**Aim of the task:** Word for word, copy every line of the data.
** The records follows **
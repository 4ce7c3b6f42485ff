//! Redis backend example with workers, stuck-item recovery and retries.
//!
//! This example demonstrates:
//! - Using Redis as a shared, multi-process backend
//! - Running two workers and a sweeper against one queue
//! - Retrying items from the error log
//! - Graceful shutdown on Ctrl+C
//!
//! Prerequisites:
//! - Redis server running on localhost:6379
//!
//! Run with: `cargo run -p demo-redis`

use convoy_core::{
    Client, ConvoyConfig, Item, Sweeper, SweeperConfig, TaskError, TaskResult, Worker,
    WorkerConfig,
};
use convoy_redis::RedisBackend;
use serde::{Deserialize, Serialize};
use std::sync::atomic::{AtomicBool, Ordering};
use std::sync::Arc;
use std::time::Duration;

const QUEUE: &str = "webhooks";

/// Webhook delivery payload.
#[derive(Debug, Clone, Serialize, Deserialize)]
struct Webhook {
    url: String,
    event: String,
    /// For demo: fail this many attempts before delivering
    fail_count: u32,
}

/// Deliver a webhook, failing the first `fail_count` attempts.
async fn deliver(item: Item) -> TaskResult {
    let hook: Webhook = item.meta_json()?;
    println!("[webhook] attempt={} url={} event={}", item.attempts, hook.url, hook.event);

    tokio::time::sleep(Duration::from_millis(300)).await;

    if item.attempts <= hook.fail_count {
        println!("[webhook] failed\n");
        return Err(TaskError::new("connection timeout"));
    }

    println!("[webhook] delivered\n");
    Ok(())
}

#[tokio::main]
async fn main() -> convoy_core::Result<()> {
    tracing_subscriber::fmt()
        .with_max_level(tracing::Level::INFO)
        .init();

    println!("convoy Redis example\n");

    let redis_url = std::env::var("REDIS_URL").unwrap_or_else(|_| "redis://localhost".to_string());
    let config = ConvoyConfig::builder()
        .url(redis_url.as_str())
        .retention(Duration::from_secs(3600))
        .build();

    println!("Connecting to {}...", redis_url);

    let backend = match RedisBackend::from_config(&config).await {
        Ok(b) => b,
        Err(e) => {
            eprintln!("Failed to connect: {}", e);
            eprintln!("Make sure Redis is running: docker run -d -p 6379:6379 redis");
            return Err(e);
        }
    };

    println!("Connected\n");

    let client = Client::new(backend, config);

    let hooks = vec![
        Webhook {
            url: "https://api.example.com/orders".to_string(),
            event: "order.completed".to_string(),
            fail_count: 0,
        },
        Webhook {
            url: "https://api.example.com/billing".to_string(),
            event: "invoice.paid".to_string(),
            fail_count: 1,
        },
    ];

    for hook in &hooks {
        let id = client.enqueue_json(QUEUE, hook).await?;
        println!("enqueued: {} ({})", id, hook.event);
    }

    println!("\nPending: {}", client.pending_len(QUEUE).await?);
    println!("Press Ctrl+C to stop\n");

    let running = Arc::new(AtomicBool::new(true));
    let mut handles = Vec::new();

    for _ in 0..2 {
        let worker = Worker::new(
            client.clone(),
            WorkerConfig::builder().queue(QUEUE).build(),
            deliver,
            Arc::clone(&running),
        );
        handles.push(tokio::spawn(async move { worker.run().await }));
    }

    let sweeper = Sweeper::new(
        client.clone(),
        SweeperConfig::builder()
            .queue(QUEUE)
            .interval(Duration::from_secs(10))
            .stuck_after(Duration::from_secs(30))
            .build(),
        Arc::clone(&running),
    );
    handles.push(tokio::spawn(async move { sweeper.run().await }));

    // Failed deliveries go back to pending until they succeed.
    let mut retry_tick = tokio::time::interval(Duration::from_secs(2));
    let shutdown = tokio::signal::ctrl_c();
    tokio::pin!(shutdown);
    loop {
        tokio::select! {
            _ = &mut shutdown => break,
            _ = retry_tick.tick() => {
                for id in client.report_errors(QUEUE, None).await? {
                    if client.retry(QUEUE, id.as_str()).await? {
                        tracing::info!(item_id = %id, "Retrying failed delivery");
                    }
                }
            }
        }
    }

    println!("\nShutting down...");
    running.store(false, Ordering::SeqCst);
    for handle in handles {
        if let Ok(result) = handle.await {
            result?;
        }
    }

    println!("Delivered: {}", client.count_successes(QUEUE).await?);
    println!("Failed:    {}", client.count_errors(QUEUE).await?);
    Ok(())
}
** End of The records **
**Result of the exercise:**
repository 4ce7c3b6f42485ff
//! Redis backend example with workers, stuck-item recovery and retries.
//!
//! This example demonstrates:
//! - Using Redis as a shared, multi-process backend
//! - Running two workers and a sweeper against one queue
//! - Retrying items from the error log
//! - Graceful shutdown on Ctrl+C
//!
//! Prerequisites:
//! - Redis server running on localhost:6379
//!
//! Run with: `cargo run -p demo-redis`

use convoy_core::{
    Client, ConvoyConfig, Item, Sweeper, SweeperConfig, TaskError, TaskResult, Worker,
    WorkerConfig,
};
use convoy_redis::RedisBackend;
use serde::{Deserialize, Serialize};
use std::sync::atomic::{AtomicBool, Ordering};
use std::sync::Arc;
use std::time::Duration;

const QUEUE: &str = "webhooks";

/// Webhook delivery payload.
#[derive(Debug, Clone, Serialize, Deserialize)]
struct Webhook {
    url: String,
    event: String,
    /// For demo: fail this many attempts before delivering
    fail_count: u32,
}

/// Deliver a webhook, failing the first `fail_count` attempts.
async fn deliver(item: Item) -> TaskResult {
    let hook: Webhook = item.meta_json()?;
    println!("[webhook] attempt={} url={} event={}", item.attempts, hook.url, hook.event);

    tokio::time::sleep(Duration::from_millis(300)).await;

    if item.attempts <= hook.fail_count {
        println!("[webhook] failed\n");
        return Err(TaskError::new("connection timeout"));
    }

    println!("[webhook] delivered\n");
    Ok(())
}

#[tokio::main]
async fn main() -> convoy_core::Result<()> {
    tracing_subscriber::fmt()
        .with_max_level(tracing::Level::INFO)
        .init();

    println!("convoy Redis example\n");

    let redis_url = std::env::var("REDIS_URL").unwrap_or_else(|_| "redis://localhost".to_string());
    let config = ConvoyConfig::builder()
        .url(redis_url.as_str())
        .retention(Duration::from_secs(3600))
        .build();

    println!("Connecting to {}...", redis_url);

    let backend = match RedisBackend::from_config(&config).await {
        Ok(b) => b,
        Err(e) => {
            eprintln!("Failed to connect: {}", e);
            eprintln!("Make sure Redis is running: docker run -d -p 6379:6379 redis");
            return Err(e);
        }
    };

    println!("Connected\n");

    let client = Client::new(backend, config);

    let hooks = vec![
        Webhook {
            url: "https://api.example.com/orders".to_string(),
            event: "order.completed".to_string(),
            fail_count: 0,
        },
        Webhook {
            url: "https://api.example.com/billing".to_string(),
            event: "invoice.paid".to_string(),
            fail_count: 1,
        },
    ];

    for hook in &hooks {
        let id = client.enqueue_json(QUEUE, hook).await?;
        println!("enqueued: {} ({})", id, hook.event);
    }

    println!("\nPending: {}", client.pending_len(QUEUE).await?);
    println!("Press Ctrl+C to stop\n");

    let running = Arc::new(AtomicBool::new(true));
    let mut handles = Vec::new();

    for _ in 0..2 {
        let worker = Worker::new(
            client.clone(),
            WorkerConfig::builder().queue(QUEUE).build(),
            deliver,
            Arc::clone(&running),
        );
        handles.push(tokio::spawn(async move { worker.run().await }));
    }

    let sweeper = Sweeper::new(
        client.clone(),
        SweeperConfig::builder()
            .queue(QUEUE)
            .interval(Duration::from_secs(10))
            .stuck_after(Duration::from_secs(30))
            .build(),
        Arc::clone(&running),
    );
    handles.push(tokio::spawn(async move { sweeper.run().await }));

    // Failed deliveries go back to pending until they succeed.
    let mut retry_tick = tokio::time::interval(Duration::from_secs(2));
    let shutdown = tokio::signal::ctrl_c();
    tokio::pin!(shutdown);
    loop {
        tokio::select! {
            _ = &mut shutdown => break,
            _ = retry_tick.tick() => {
                for id in client.report_errors(QUEUE, None).await? {
                    if client.retry(QUEUE, id.as_str()).await? {
                        tracing::info!(item_id = %id, "Retrying failed delivery");
                    }
                }
            }
        }
    }

    println!("\nShutting down...");
    running.store(false, Ordering::SeqCst);
    for handle in handles {
        if let Ok(result) = handle.await {
            result?;
        }
    }

    println!("Delivered: {}", client.count_successes(QUEUE).await?);
    println!("Failed:    {}", client.count_errors(QUEUE).await?);
    Ok(())
}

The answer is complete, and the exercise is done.